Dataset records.
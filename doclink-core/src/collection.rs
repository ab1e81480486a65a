//! Collection handles and the registry that caches them.
//!
//! A [`Collection`] is a cheap, cloneable handle bound to one collection name.
//! [`CollectionRegistry`] owns the backend and hands out one handle per name,
//! creating it on first use.
//!
//! # Example
//!
//! ```ignore
//! let registry = CollectionRegistry::new(Arc::new(InMemoryStore::new()));
//! let users = registry.get("users").await;
//! let id = users.insert(doc! { "name": "Alice" }).await?;
//! ```

use bson::{Document, oid::ObjectId};
use mea::mutex::Mutex;
use std::{collections::HashMap, fmt, sync::Arc};
use tracing::debug;

use crate::{
    backend::{CollectionBackend, FindOptions, StoreBackend},
    error::DocumentStoreResult,
};

/// A handle to a named collection.
///
/// Clones share the same underlying backend handle.
#[derive(Debug, Clone)]
pub struct Collection {
    name: Arc<str>,
    backend: Arc<dyn CollectionBackend>,
}

impl Collection {
    /// Wraps a backend collection handle.
    pub(crate) fn new(backend: Arc<dyn CollectionBackend>) -> Self {
        Self {
            name: Arc::from(backend.name()),
            backend,
        }
    }

    /// Returns the name of this collection.
    pub fn name(&self) -> &str {
        &self.name
    }

    /// Returns all documents matching `filter`.
    ///
    /// # Errors
    ///
    /// Returns a [`DocumentStoreError`](crate::error::DocumentStoreError) if the backend fails.
    pub async fn find(&self, filter: Document, options: FindOptions) -> DocumentStoreResult<Vec<Document>> {
        debug!(collection = %self.name, %filter, ?options, "find");

        self.backend
            .find(filter, options)
            .await
    }

    /// Returns the first document matching `filter`, or `None`.
    ///
    /// # Errors
    ///
    /// Returns a [`DocumentStoreError`](crate::error::DocumentStoreError) if the backend fails.
    pub async fn find_one(
        &self,
        filter: Document,
        options: FindOptions,
    ) -> DocumentStoreResult<Option<Document>> {
        debug!(collection = %self.name, %filter, ?options, "find_one");

        self.backend
            .find_one(filter, options)
            .await
    }

    /// Counts documents matching `filter`.
    pub async fn count(
        &self,
        filter: Document,
        limit: Option<u64>,
        skip: Option<u64>,
    ) -> DocumentStoreResult<u64> {
        debug!(collection = %self.name, %filter, ?limit, ?skip, "count");

        self.backend
            .count(filter, limit, skip)
            .await
    }

    /// Inserts a document, returning its identifier.
    pub async fn insert(&self, document: Document) -> DocumentStoreResult<ObjectId> {
        debug!(collection = %self.name, "insert");

        self.backend.insert(document).await
    }

    /// Replaces the first document matching `filter`.
    pub async fn update(&self, filter: Document, document: Document) -> DocumentStoreResult<bool> {
        debug!(collection = %self.name, %filter, "update");

        self.backend
            .update(filter, document)
            .await
    }

    /// Removes documents matching `filter`.
    pub async fn remove(&self, filter: Document, just_one: bool) -> DocumentStoreResult<bool> {
        debug!(collection = %self.name, %filter, just_one, "remove");

        self.backend
            .remove(filter, just_one)
            .await
    }

    /// Drops the collection.
    pub async fn drop(&self) -> DocumentStoreResult<()> {
        debug!(collection = %self.name, "drop");

        CollectionBackend::drop(&*self.backend).await
    }
}

/// Owns a backend and caches one [`Collection`] handle per name.
///
/// Handle creation happens under a single lock, so concurrent first use of a
/// name never creates two handles.
pub struct CollectionRegistry {
    backend: Arc<dyn StoreBackend>,
    collections: Mutex<HashMap<String, Collection>>,
}

impl CollectionRegistry {
    /// Creates an empty registry over `backend`.
    pub fn new(backend: Arc<dyn StoreBackend>) -> Self {
        Self {
            backend,
            collections: Mutex::new(HashMap::new()),
        }
    }

    /// Returns the backend this registry hands out handles for.
    pub fn backend(&self) -> &Arc<dyn StoreBackend> {
        &self.backend
    }

    /// Returns the cached handle for `name`, creating it on first use.
    pub async fn get(&self, name: &str) -> Collection {
        let mut collections = self.collections.lock().await;

        if let Some(collection) = collections.get(name) {
            return collection.clone();
        }

        debug!(collection = name, "opening collection handle");
        let collection = Collection::new(self.backend.collection(name));
        collections.insert(name.to_string(), collection.clone());

        collection
    }

    /// Drops the named collection and forgets its cached handle.
    pub async fn drop_collection(&self, name: &str) -> DocumentStoreResult<()> {
        self.get(name).await.drop().await?;
        self.collections.lock().await.remove(name);

        Ok(())
    }

    /// Returns the number of cached handles.
    pub async fn len(&self) -> usize {
        self.collections.lock().await.len()
    }

    /// Returns `true` if no handle has been created yet.
    pub async fn is_empty(&self) -> bool {
        self.len().await == 0
    }
}

impl fmt::Debug for CollectionRegistry {
    fn fmt(&self, f: &mut fmt::Formatter<'_>) -> fmt::Result {
        f.debug_struct("CollectionRegistry")
            .field("backend", &self.backend)
            .finish_non_exhaustive()
    }
}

WHAT IS NEEDED. Whichever lines of the data include the word "matching", pull them out.

ANSWER TO THE EXERCISE.
    /// Returns all documents matching `filter`.
    /// Returns the first document matching `filter`, or `None`.
    /// Counts documents matching `filter`.
    /// Replaces the first document matching `filter`.
    /// Removes documents matching `filter`.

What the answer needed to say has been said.